I got the three people that are available no matter what and I was fine with it. There was however a bonus option for a surprise vault hunter and the silhouettes gave the impression I could have gotten Lilith to join my team, which would have been cool. But then the end credits revealed that the vault hunter was just Claptrap and I was again satisfied with my choices.

Well written


Unlike the controls, I found the story to be entertaining. It was often legitimately funny even if a tad predictable in how it follows the standards of a Borderlands story. Having played Borderlands 2 and Borderlands: The Pre-Sequel is probably recommended too, though, as there are old characters from them and Tales kind of continues the same story. The game is developed only by Telltale but at least Anthony Burch from Gearbox Software is credited as a writer.

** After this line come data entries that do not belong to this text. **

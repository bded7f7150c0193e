use std::collections::VecDeque;
use std::sync::atomic::{AtomicBool, Ordering};
use std::sync::{Arc, Mutex};

use async_trait::async_trait;
use session_backend::{
    Connection, Connector, Envelope, InboundFrame, OutboundFrame, ProtocolError, TransportError,
    TransportTarget,
};
use tokio::sync::mpsc;

use crate::lock_unpoisoned;

/// Outcome of one scripted connect attempt. Unscripted attempts accept.
#[derive(Debug, Clone, PartialEq, Eq)]
pub enum ConnectScript {
    Accept,
    Fail(String),
}

enum PeerAction {
    Deliver(InboundFrame),
    Drop,
}

/// Server side of one mock connection.
#[derive(Clone)]
pub struct MockPeer {
    inbound: mpsc::UnboundedSender<PeerAction>,
    sent: Arc<Mutex<Vec<OutboundFrame>>>,
    closed: Arc<AtomicBool>,
    target: TransportTarget,
}

impl MockPeer {
    /// Deliver an envelope to the client. Returns false once the client side is gone.
    pub fn push(&self, envelope: Envelope) -> bool {
        self.inbound.send(PeerAction::Deliver(Ok(envelope))).is_ok()
    }

    pub fn push_malformed(&self, error: ProtocolError) -> bool {
        self.inbound.send(PeerAction::Deliver(Err(error))).is_ok()
    }

    /// Simulate an unexpected connection drop.
    pub fn drop_connection(&self) {
        let _ = self.inbound.send(PeerAction::Drop);
    }

    /// Frames written by the client, in order.
    pub fn sent(&self) -> Vec<OutboundFrame> {
        lock_unpoisoned(&self.sent).clone()
    }

    /// True once the client closed this connection cleanly.
    pub fn is_closed(&self) -> bool {
        self.closed.load(Ordering::Acquire)
    }

    pub fn target(&self) -> &TransportTarget {
        &self.target
    }
}

struct MockConnection {
    inbound: mpsc::UnboundedReceiver<PeerAction>,
    sent: Arc<Mutex<Vec<OutboundFrame>>>,
    closed: Arc<AtomicBool>,
    dropped: bool,
}

#[async_trait]
impl Connection for MockConnection {
    async fn send(&mut self, frame: &OutboundFrame) -> Result<(), TransportError> {
        if self.dropped || self.closed.load(Ordering::Acquire) {
            return Err(TransportError::Closed("mock connection is gone".to_owned()));
        }
        lock_unpoisoned(&self.sent).push(frame.clone());
        Ok(())
    }

    async fn recv(&mut self) -> Option<Result<InboundFrame, TransportError>> {
        if self.dropped {
            return None;
        }
        match self.inbound.recv().await {
            Some(PeerAction::Deliver(frame)) => Some(Ok(frame)),
            Some(PeerAction::Drop) | None => {
                self.dropped = true;
                None
            }
        }
    }

    async fn close(&mut self) {
        self.closed.store(true, Ordering::Release);
    }
}

#[derive(Default)]
struct ConnectorState {
    script: VecDeque<ConnectScript>,
    attempts: usize,
    targets: Vec<TransportTarget>,
    peers: Vec<MockPeer>,
}

/// Connector whose attempts follow a script and whose peers stay reachable
/// from the test.
#[derive(Default)]
pub struct MockConnector {
    state: Mutex<ConnectorState>,
}

impl MockConnector {
    #[must_use]
    pub fn new() -> Self {
        Self::default()
    }

    #[must_use]
    pub fn with_script(script: impl IntoIterator<Item = ConnectScript>) -> Self {
        let connector = Self::default();
        connector.push_script(script);
        connector
    }

    pub fn push_script(&self, script: impl IntoIterator<Item = ConnectScript>) {
        lock_unpoisoned(&self.state).script.extend(script);
    }

    /// Number of connect attempts so far, successful or not.
    pub fn attempts(&self) -> usize {
        lock_unpoisoned(&self.state).attempts
    }

    pub fn targets(&self) -> Vec<TransportTarget> {
        lock_unpoisoned(&self.state).targets.clone()
    }

    pub fn peers(&self) -> Vec<MockPeer> {
        lock_unpoisoned(&self.state).peers.clone()
    }

    pub fn latest_peer(&self) -> Option<MockPeer> {
        lock_unpoisoned(&self.state).peers.last().cloned()
    }
}

#[async_trait]
impl Connector for MockConnector {
    async fn connect(&self, target: &TransportTarget) -> Result<Box<dyn Connection>, TransportError> {
        let mut state = lock_unpoisoned(&self.state);
        state.attempts += 1;
        state.targets.push(target.clone());

        match state.script.pop_front().unwrap_or(ConnectScript::Accept) {
            ConnectScript::Fail(reason) => Err(TransportError::Connect(reason)),
            ConnectScript::Accept => {
                let (inbound_tx, inbound_rx) = mpsc::unbounded_channel();
                let sent = Arc::new(Mutex::new(Vec::new()));
                let closed = Arc::new(AtomicBool::new(false));
                state.peers.push(MockPeer {
                    inbound: inbound_tx,
                    sent: Arc::clone(&sent),
                    closed: Arc::clone(&closed),
                    target: target.clone(),
                });
                Ok(Box::new(MockConnection {
                    inbound: inbound_rx,
                    sent,
                    closed,
                    dropped: false,
                }))
            }
        }
    }
}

Great voice acting helped with game being enjoyable. Fiona and Rhys are played by industry veterans Laura Bailey and Troy Baker. and the rest of the cast was fine at least. Color-coded subtitles were also a nice touch.

Tales is an episodic game and each one of the five episodes has an opening scene after its prologue. I thought it maybe somewhat unnecessary but it is probably Telltale's way of padding the episodes to a certain length.

The opening music tracks are pretty nice, too, though the last one is a bit tame. I think the first half of the final episode as a whole is the game's poorest part but it does pick up speed towards the end. Music used in general is very fitting; I noticed they had used a few old Borderlands songs.

The game uses Telltale's own engine, which is said to have started showing its age. The comic book graphic style hides the lack of definition quite well, though, and the neat thing about Borderlands is that it was already in black outlines and cel shading. Thus they got to use their own and the original art style at once. And what a great style it is. I just wish the gameplay was more enjoyable.